### WHAT THE TASK ASKS
In the entries below, some lines contain "input"; work out how many and answer with the figure only.

### MATERIAL PROVIDED

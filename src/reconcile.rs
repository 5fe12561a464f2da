//! Daily cash-ledger reconciliation.
//!
//! Derives, for a viewed business day, the day's totals, the month-to-date
//! totals, the office cash position at the close of that day and the whole
//! month's net profit. Everything is recomputed from the full entry set on
//! every call; nothing is carried between calls.
//!
//! Two month figures are produced on purpose:
//! - `month_to_date` stops at the viewed day;
//! - `month_net_profit` covers the whole calendar month, including entries
//!   dated after the viewed day. It feeds the balance cache and is shown as
//!   the "whole month" caption.

use chrono::{Datelike, NaiveDate};
use serde::Serialize;
use tracing::debug;

use crate::balance::BalanceCache;
use crate::entry::LedgerEntry;

/// Aggregates over a set of entries.
#[derive(Debug, Clone, Copy, Default, PartialEq, Eq, Serialize)]
pub struct PeriodTotals {
    /// `income_cash + income_etc`
    pub income: i64,
    /// `exp_cash + exp_etc`
    pub business_expense: i64,
    /// `cash_out`
    pub personal_withdrawal: i64,
    /// Business expense plus personal withdrawals.
    pub total_outflow: i64,
    /// Income minus business expense. Withdrawals are not a business cost.
    pub net_profit: i64,
}

impl PeriodTotals {
    pub fn over<'a, I>(entries: I) -> Self
    where
        I: IntoIterator<Item = &'a LedgerEntry>,
    {
        let mut totals = Self::default();
        for e in entries {
            totals.income = totals.income.saturating_add(e.income());
            totals.business_expense = totals
                .business_expense
                .saturating_add(e.business_expense());
            totals.personal_withdrawal = totals.personal_withdrawal.saturating_add(e.cash_out);
        }
        totals.total_outflow = totals
            .business_expense
            .saturating_add(totals.personal_withdrawal);
        totals.net_profit = totals.income.saturating_sub(totals.business_expense);
        totals
    }
}

/// Figures derived for one viewed day.
#[derive(Debug, Clone, PartialEq, Eq, Serialize)]
pub struct Reconciliation {
    pub view_date: NaiveDate,
    /// Entries of the viewed day, ordered by time.
    pub day_entries: Vec<LedgerEntry>,
    pub day: PeriodTotals,
    /// First of the month through the viewed day, inclusive.
    pub month_to_date: PeriodTotals,
    /// Office cash at the close of the viewed day, over all history.
    pub cumulative_cash: i64,
    /// Net profit of the viewed day's whole calendar month.
    pub month_net_profit: i64,
    /// The viewed day is on or after the most recent entry date.
    pub is_latest_date: bool,
}

impl Reconciliation {
    /// The cache values this run would publish as the latest close.
    pub fn closing_balance(&self) -> BalanceCache {
        BalanceCache {
            cash: self.cumulative_cash,
            profit: self.month_net_profit,
        }
    }
}

fn same_month(a: NaiveDate, b: NaiveDate) -> bool {
    a.year() == b.year() && a.month() == b.month()
}

/// Reconcile the complete, unordered entry set for `view_date`.
///
/// Total over any input. Entries whose date is not a valid `YYYY-MM-DD` are
/// left out of every figure.
pub fn reconcile(entries: &[LedgerEntry], view_date: NaiveDate) -> Reconciliation {
    let mut dated: Vec<(NaiveDate, &LedgerEntry)> = entries
        .iter()
        .filter_map(|e| e.business_day().map(|d| (d, e)))
        .collect();

    let skipped = entries.len() - dated.len();
    if skipped > 0 {
        debug!(skipped, "ledger entries with malformed dates left out");
    }

    // Chronological order; stable, so equal (date, time) keep input order.
    dated.sort_by(|a, b| a.0.cmp(&b.0).then_with(|| a.1.time.cmp(&b.1.time)));

    let day_entries: Vec<LedgerEntry> = dated
        .iter()
        .filter(|(d, _)| *d == view_date)
        .map(|(_, e)| (*e).clone())
        .collect();
    let day = PeriodTotals::over(&day_entries);

    let month_to_date = PeriodTotals::over(
        dated
            .iter()
            .filter(|(d, _)| same_month(*d, view_date) && *d <= view_date)
            .map(|(_, e)| *e),
    );

    let mut cumulative_cash: i64 = 0;
    for (d, e) in &dated {
        if *d > view_date {
            break;
        }
        cumulative_cash = cumulative_cash.saturating_add(e.cash_delta());
    }

    let month_net_profit = PeriodTotals::over(
        dated
            .iter()
            .filter(|(d, _)| same_month(*d, view_date))
            .map(|(_, e)| *e),
    )
    .net_profit;

    let is_latest_date = dated.last().map_or(true, |(last, _)| view_date >= *last);

    debug!(
        view_date = %view_date,
        day_entries = day_entries.len(),
        cumulative_cash,
        month_net_profit,
        is_latest_date,
        "ledger reconciled"
    );

    Reconciliation {
        view_date,
        day_entries,
        day,
        month_to_date,
        cumulative_cash,
        month_net_profit,
        is_latest_date,
    }
}
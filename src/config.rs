//! Application configuration.
//!
//! Resolution order: built-in defaults, then `<data_dir>/config.json` when it
//! exists, then environment overrides. The data directory itself comes from
//! `OFFICE_LEDGER_DATA_DIR` (default `./data`) so the config file can be
//! found.

use serde::{Deserialize, Serialize};
use std::fs;
use std::path::{Path, PathBuf};

pub const ENV_DATA_DIR: &str = "OFFICE_LEDGER_DATA_DIR";
pub const ENV_LOG_DIR: &str = "OFFICE_LEDGER_LOG_DIR";
pub const ENV_LOG_FILTER: &str = "RUST_LOG";

const CONFIG_FILE: &str = "config.json";
const DEFAULT_DATA_DIR: &str = "data";
const DEFAULT_DB_FILE: &str = "ledger.db";
const DEFAULT_LOG_FILTER: &str = "info,office_ledger_lib=debug";

/// Table names in the record store.
#[derive(Debug, Clone, PartialEq, Eq, Serialize, Deserialize)]
#[serde(default)]
pub struct SheetNames {
    pub daily: String,
    pub balance: String,
    pub memo_long: String,
    pub memo_mid: String,
    pub memo_short: String,
    pub planned_tasks: String,
    pub active_tasks: String,
}

impl Default for SheetNames {
    fn default() -> Self {
        Self {
            daily: "일일결산".into(),
            balance: "잔액".into(),
            memo_long: "장기메모".into(),
            memo_mid: "중기메모".into(),
            memo_short: "단기메모".into(),
            planned_tasks: "예정업무".into(),
            active_tasks: "진행업무".into(),
        }
    }
}

#[derive(Debug, Clone, PartialEq, Serialize, Deserialize)]
#[serde(default)]
pub struct AppConfig {
    pub data_dir: PathBuf,
    /// SQLite file name, relative to `data_dir`.
    pub db_file: String,
    /// Defaults to `<data_dir>/logs`.
    pub log_dir: Option<PathBuf>,
    pub log_filter: String,
    pub sheets: SheetNames,
    /// Set when `config.json` existed but could not be used.
    #[serde(skip)]
    pub file_error: Option<String>,
}

impl Default for AppConfig {
    fn default() -> Self {
        Self {
            data_dir: PathBuf::from(DEFAULT_DATA_DIR),
            db_file: DEFAULT_DB_FILE.into(),
            log_dir: None,
            log_filter: DEFAULT_LOG_FILTER.into(),
            sheets: SheetNames::default(),
            file_error: None,
        }
    }
}

fn env_non_empty(key: &str) -> Option<String> {
    std::env::var(key)
        .ok()
        .map(|v| v.trim().to_string())
        .filter(|v| !v.is_empty())
}

impl AppConfig {
    /// Resolve the configuration from the environment and the data directory.
    pub fn load() -> Self {
        let data_dir = env_non_empty(ENV_DATA_DIR)
            .map(PathBuf::from)
            .unwrap_or_else(|| PathBuf::from(DEFAULT_DATA_DIR));

        let mut config = Self::from_dir(&data_dir);
        config.data_dir = data_dir;

        if let Some(dir) = env_non_empty(ENV_LOG_DIR) {
            config.log_dir = Some(PathBuf::from(dir));
        }
        if let Some(filter) = env_non_empty(ENV_LOG_FILTER) {
            config.log_filter = filter;
        }
        config
    }

    /// Defaults overlaid with `<data_dir>/config.json`, without env overrides.
    pub fn from_dir(data_dir: &Path) -> Self {
        let path = data_dir.join(CONFIG_FILE);
        let raw = match fs::read_to_string(&path) {
            Ok(raw) => raw,
            Err(e) if e.kind() == std::io::ErrorKind::NotFound => {
                return Self {
                    data_dir: data_dir.to_path_buf(),
                    ..Self::default()
                };
            }
            Err(e) => {
                return Self {
                    data_dir: data_dir.to_path_buf(),
                    file_error: Some(format!("{}: {e}", path.display())),
                    ..Self::default()
                };
            }
        };

        match serde_json::from_str::<Self>(&raw) {
            Ok(mut parsed) => {
                parsed.data_dir = data_dir.to_path_buf();
                parsed
            }
            Err(e) => Self {
                data_dir: data_dir.to_path_buf(),
                file_error: Some(format!("{}: {e}", path.display())),
                ..Self::default()
            },
        }
    }

    pub fn db_path(&self) -> PathBuf {
        self.data_dir.join(&self.db_file)
    }

    pub fn log_dir(&self) -> PathBuf {
        self.log_dir
            .clone()
            .unwrap_or_else(|| self.data_dir.join("logs"))
    }
}

#[cfg(test)]
mod tests {
    use super::*;
    use serial_test::serial;

    fn scratch_dir(name: &str) -> PathBuf {
        let dir = std::env::temp_dir().join(format!("office_ledger_cfg_{name}"));
        let _ = fs::remove_dir_all(&dir);
        fs::create_dir_all(&dir).expect("create scratch dir");
        dir
    }

    fn clear_env() {
        std::env::remove_var(ENV_DATA_DIR);
        std::env::remove_var(ENV_LOG_DIR);
        std::env::remove_var(ENV_LOG_FILTER);
    }

    #[test]
    fn test_defaults() {
        let config = AppConfig::default();
        assert_eq!(config.db_path(), PathBuf::from("data").join("ledger.db"));
        assert_eq!(config.log_dir(), PathBuf::from("data").join("logs"));
        assert_eq!(config.sheets.daily, "일일결산");
        assert_eq!(config.sheets.balance, "잔액");
    }

    #[test]
    fn test_missing_file_uses_defaults() {
        let dir = scratch_dir("missing");
        let config = AppConfig::from_dir(&dir);
        assert_eq!(config.data_dir, dir);
        assert_eq!(config.db_file, "ledger.db");
        assert!(config.file_error.is_none());
        let _ = fs::remove_dir_all(&dir);
    }

    #[test]
    fn test_partial_file_overlays_defaults() {
        let dir = scratch_dir("partial");
        fs::write(
            dir.join("config.json"),
            r#"{ "db_file": "office.db", "sheets": { "daily": "ledger" } }"#,
        )
        .unwrap();

        let config = AppConfig::from_dir(&dir);
        assert_eq!(config.db_path(), dir.join("office.db"));
        assert_eq!(config.sheets.daily, "ledger");
        assert_eq!(config.sheets.balance, "잔액");
        assert_eq!(config.log_filter, "info,office_ledger_lib=debug");
        let _ = fs::remove_dir_all(&dir);
    }

    #[test]
    fn test_malformed_file_falls_back() {
        let dir = scratch_dir("malformed");
        fs::write(dir.join("config.json"), "{ not json").unwrap();

        let config = AppConfig::from_dir(&dir);
        assert_eq!(config.db_file, "ledger.db");
        assert!(config.file_error.is_some());
        let _ = fs::remove_dir_all(&dir);
    }

    #[test]
    #[serial]
    fn test_env_overrides() {
        clear_env();
        let dir = scratch_dir("env");
        std::env::set_var(ENV_DATA_DIR, &dir);
        std::env::set_var(ENV_LOG_DIR, dir.join("custom-logs"));
        std::env::set_var(ENV_LOG_FILTER, "warn");

        let config = AppConfig::load();
        assert_eq!(config.data_dir, dir);
        assert_eq!(config.log_dir(), dir.join("custom-logs"));
        assert_eq!(config.log_filter, "warn");

        clear_env();
        let _ = fs::remove_dir_all(&dir);
    }

    #[test]
    #[serial]
    fn test_blank_env_is_ignored() {
        clear_env();
        std::env::set_var(ENV_DATA_DIR, "   ");
        let config = AppConfig::load();
        assert_eq!(config.data_dir, PathBuf::from("data"));
        clear_env();
    }
}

### FINISHED EXERCISE
2